Look for the word "None" in the records, and copy each line where it appears.
-.-.-
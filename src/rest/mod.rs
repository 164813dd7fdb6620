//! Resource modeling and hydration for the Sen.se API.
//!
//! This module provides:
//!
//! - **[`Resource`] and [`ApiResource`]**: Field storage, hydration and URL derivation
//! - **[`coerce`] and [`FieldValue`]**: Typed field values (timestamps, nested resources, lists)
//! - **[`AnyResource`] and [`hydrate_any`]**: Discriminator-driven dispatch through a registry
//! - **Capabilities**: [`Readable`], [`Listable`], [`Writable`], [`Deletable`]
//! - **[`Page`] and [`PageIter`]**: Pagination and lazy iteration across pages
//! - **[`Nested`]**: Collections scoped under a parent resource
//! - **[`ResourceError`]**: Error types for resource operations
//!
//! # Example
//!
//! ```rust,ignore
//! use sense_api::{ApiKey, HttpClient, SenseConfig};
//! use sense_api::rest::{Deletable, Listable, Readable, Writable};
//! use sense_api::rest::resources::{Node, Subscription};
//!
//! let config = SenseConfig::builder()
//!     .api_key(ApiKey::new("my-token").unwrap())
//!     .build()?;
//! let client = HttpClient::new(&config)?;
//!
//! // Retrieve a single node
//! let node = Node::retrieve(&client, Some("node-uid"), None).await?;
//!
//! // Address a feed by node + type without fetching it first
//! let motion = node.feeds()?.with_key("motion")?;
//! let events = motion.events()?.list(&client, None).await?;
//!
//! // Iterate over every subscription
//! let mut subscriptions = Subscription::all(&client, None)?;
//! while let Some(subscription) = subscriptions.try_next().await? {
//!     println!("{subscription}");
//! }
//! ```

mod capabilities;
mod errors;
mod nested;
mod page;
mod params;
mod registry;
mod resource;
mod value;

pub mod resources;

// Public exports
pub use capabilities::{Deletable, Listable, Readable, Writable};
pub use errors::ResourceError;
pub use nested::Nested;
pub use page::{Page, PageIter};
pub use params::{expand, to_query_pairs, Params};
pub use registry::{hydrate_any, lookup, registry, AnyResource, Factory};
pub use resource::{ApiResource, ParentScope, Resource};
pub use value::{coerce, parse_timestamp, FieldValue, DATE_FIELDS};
-.-.-
## WRITTEN ANSWER
//! let node = Node::retrieve(&client, Some("node-uid"), None).await?;
//! let events = motion.events()?.list(&client, None).await?;
//! let mut subscriptions = Subscription::all(&client, None)?;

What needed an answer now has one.